(Stored data entries)

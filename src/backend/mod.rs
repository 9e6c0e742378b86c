pub mod extract;
pub mod handlers;
mod routes;

use std::net::SocketAddr;
use std::sync::Arc;

use axum::{routing::get, Router};
use tracing::info;

use crate::database::db::Backend;

#[derive(Clone)]
pub struct AppState {
    pub db: Arc<dyn Backend>,
}

impl AppState {
    pub fn new(db: Arc<dyn Backend>) -> Self {
        Self { db }
    }
}

pub fn build_router(state: AppState) -> Router {
    Router::new()
        .route("/health", get(|| async { "Backend is running" }))
        .merge(routes::api_routes())
        .with_state(state)
}

pub async fn run_server(addr: SocketAddr, db: Arc<dyn Backend>) -> anyhow::Result<()> {
    let backend = db.backend_tag();
    let app = build_router(AppState::new(db));

    let listener = tokio::net::TcpListener::bind(addr).await?;
    info!(%addr, backend, "server listening");
    axum::serve(listener, app).await?;

    Ok(())
}
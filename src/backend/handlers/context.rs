use axum::extract::State;
use axum::Json;
use tracing::debug;

use super::{ok, ApiResponse, ScopeQuery};
use crate::backend::extract::QueryParams;
use crate::backend::AppState;
use crate::database::db::queries;
use crate::database::models::{
    Account, AccountMapping, CompanyCurrency, Counterparty, UserCompanies,
};
use crate::error::{AppError, AppResult};

/// Companies and stores the user can act for. With `company_id`, also checks
/// that the user belongs to that company.
pub async fn get_context(
    State(state): State<AppState>,
    QueryParams(q): QueryParams<ScopeQuery>,
) -> AppResult<Json<ApiResponse<UserCompanies>>> {
    let user_id = q.user_id()?;
    let companies = queries::get_user_companies_and_stores(state.db.as_ref(), user_id).await?;
    if let Some(company_id) = super::optional_uuid(&q.company_id, "company_id")? {
        if companies.company(company_id).is_none() {
            return Err(AppError::Forbidden(format!(
                "user {user_id} is not a member of company {company_id}"
            )));
        }
    }
    debug!(%user_id, companies = companies.companies.len(), "context loaded");
    Ok(ok(companies))
}

pub async fn list_currencies(
    State(state): State<AppState>,
    QueryParams(q): QueryParams<ScopeQuery>,
) -> AppResult<Json<ApiResponse<Vec<CompanyCurrency>>>> {
    let company_id = q.company_id()?;
    Ok(ok(queries::get_company_currencies(state.db.as_ref(), company_id).await?))
}

pub async fn list_accounts(
    State(state): State<AppState>,
    QueryParams(q): QueryParams<ScopeQuery>,
) -> AppResult<Json<ApiResponse<Vec<Account>>>> {
    Ok(ok(queries::list_accounts(state.db.as_ref(), q.account_type()).await?))
}

pub async fn list_counterparties(
    State(state): State<AppState>,
    QueryParams(q): QueryParams<ScopeQuery>,
) -> AppResult<Json<ApiResponse<Vec<Counterparty>>>> {
    let company_id = q.company_id()?;
    Ok(ok(queries::list_counterparties(state.db.as_ref(), company_id).await?))
}

pub async fn list_account_mappings(
    State(state): State<AppState>,
    QueryParams(q): QueryParams<ScopeQuery>,
) -> AppResult<Json<ApiResponse<Vec<AccountMapping>>>> {
    let company_id = q.company_id()?;
    let counterparty_id = q.counterparty_id()?;
    Ok(ok(
        queries::list_account_mappings(state.db.as_ref(), company_id, counterparty_id).await?,
    ))
}
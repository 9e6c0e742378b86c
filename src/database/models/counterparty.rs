use serde::{Deserialize, Serialize};
use uuid::Uuid;

#[derive(Debug, Clone, PartialEq, Serialize, Deserialize)]
pub struct Counterparty {
    pub counterparty_id: Uuid,
    pub company_id: Uuid,
    pub name: String,
    #[serde(rename = "type")]
    pub counterparty_type: Option<String>, // customer/supplier/employee/...
    #[serde(default)]
    pub is_internal: bool,
    pub linked_company_id: Option<Uuid>,
}
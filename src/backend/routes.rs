use axum::{
    routing::{get, post, put},
    Router,
};

use crate::backend::{handlers, AppState};
use handlers::{assets, cash, context, debts, journal, statements};

pub fn api_routes() -> Router<AppState> {
    Router::new()
        .route("/api/context", get(context::get_context))
        .route("/api/currencies", get(context::list_currencies))
        .route("/api/accounts", get(context::list_accounts))
        .route("/api/counterparties", get(context::list_counterparties))
        .route("/api/account-mappings", get(context::list_account_mappings))
        .route("/api/journal-entries/check", post(journal::check_journal))
        .route("/api/journal-entries", post(journal::create_journal))
        .route("/api/balance-sheet", get(statements::balance_sheet))
        .route("/api/income-statement", get(statements::income_statement))
        .route("/api/cash-locations", get(cash::list_cash_locations))
        .route("/api/cash-control", get(cash::cash_control))
        .route("/api/cash-ending/cashier", post(cash::cashier_ending))
        .route("/api/cash-ending/vault", post(cash::vault_ending))
        .route("/api/cash-ending/bank", post(cash::bank_ending))
        .route("/api/debts/summary", get(debts::debt_summary))
        .route("/api/debts/aging", get(debts::debt_aging))
        .route("/api/fixed-assets", get(assets::list_assets).post(assets::create_asset))
        .route(
            "/api/fixed-assets/:asset_id",
            put(assets::update_asset).delete(assets::delete_asset),
        )
        .route("/api/fixed-assets/:asset_id/schedule", get(assets::asset_schedule))
}
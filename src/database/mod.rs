pub mod db;
pub mod models;
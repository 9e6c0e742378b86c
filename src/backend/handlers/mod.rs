//! JSON handlers. Context travels in query parameters (`user_id`,
//! `company_id`, `store_id`, dates) and is parsed here so a malformed value
//! yields a 400 with the usual error body.

pub mod assets;
pub mod cash;
pub mod context;
pub mod debts;
pub mod journal;
pub mod statements;

use axum::Json;
use chrono::NaiveDate;
use serde::{Deserialize, Serialize};
use uuid::Uuid;

use crate::error::{AppError, AppResult};

#[derive(Debug, Default, Deserialize)]
pub struct ScopeQuery {
    pub user_id: Option<String>,
    pub company_id: Option<String>,
    pub store_id: Option<String>,
    pub counterparty_id: Option<String>,
    pub start_date: Option<String>,
    pub end_date: Option<String>,
    pub as_of: Option<String>,
    pub account_type: Option<String>,
    pub location_type: Option<String>,
}

impl ScopeQuery {
    pub fn user_id(&self) -> AppResult<Uuid> {
        require_uuid(&self.user_id, "user_id")
    }

    pub fn company_id(&self) -> AppResult<Uuid> {
        require_uuid(&self.company_id, "company_id")
    }

    pub fn store_id(&self) -> AppResult<Option<Uuid>> {
        optional_uuid(&self.store_id, "store_id")
    }

    pub fn counterparty_id(&self) -> AppResult<Option<Uuid>> {
        optional_uuid(&self.counterparty_id, "counterparty_id")
    }

    /// `start_date`/`end_date`, rejecting an inverted range.
    pub fn period(&self) -> AppResult<(Option<NaiveDate>, Option<NaiveDate>)> {
        let start = optional_date(&self.start_date, "start_date")?;
        let end = optional_date(&self.end_date, "end_date")?;
        if let (Some(s), Some(e)) = (start, end) {
            if s > e {
                return Err(AppError::BadRequest(
                    "start_date must not be after end_date".into(),
                ));
            }
        }
        Ok((start, end))
    }

    pub fn as_of(&self) -> AppResult<NaiveDate> {
        Ok(optional_date(&self.as_of, "as_of")?.unwrap_or_else(today))
    }

    pub fn account_type(&self) -> Option<&str> {
        non_blank(&self.account_type)
    }

    pub fn location_type(&self) -> Option<&str> {
        non_blank(&self.location_type)
    }
}

#[derive(Debug, Serialize)]
pub struct ApiResponse<T> {
    pub success: bool,
    pub data: T,
}

pub fn ok<T: Serialize>(data: T) -> Json<ApiResponse<T>> {
    Json(ApiResponse {
        success: true,
        data,
    })
}

fn non_blank(v: &Option<String>) -> Option<&str> {
    v.as_deref().map(str::trim).filter(|s| !s.is_empty())
}

pub fn require_uuid(v: &Option<String>, name: &str) -> AppResult<Uuid> {
    optional_uuid(v, name)?.ok_or_else(|| AppError::BadRequest(format!("{name} is required")))
}

pub fn optional_uuid(v: &Option<String>, name: &str) -> AppResult<Option<Uuid>> {
    non_blank(v)
        .map(|s| {
            Uuid::parse_str(s).map_err(|_| AppError::BadRequest(format!("{name} is not a valid id")))
        })
        .transpose()
}

pub fn optional_date(v: &Option<String>, name: &str) -> AppResult<Option<NaiveDate>> {
    non_blank(v)
        .map(|s| {
            NaiveDate::parse_from_str(s, "%Y-%m-%d")
                .or_else(|_| NaiveDate::parse_from_str(s, "%Y/%m/%d"))
                .map_err(|_| AppError::BadRequest(format!("{name} must be YYYY-MM-DD")))
        })
        .transpose()
}

pub fn today() -> NaiveDate {
    chrono::Local::now().date_naive()
}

Exercise goal. Find the lines in the records that contain the word "today", then copy every one of them.

Response area.
        Ok(optional_date(&self.as_of, "as_of")?.unwrap_or_else(today))
pub fn today() -> NaiveDate {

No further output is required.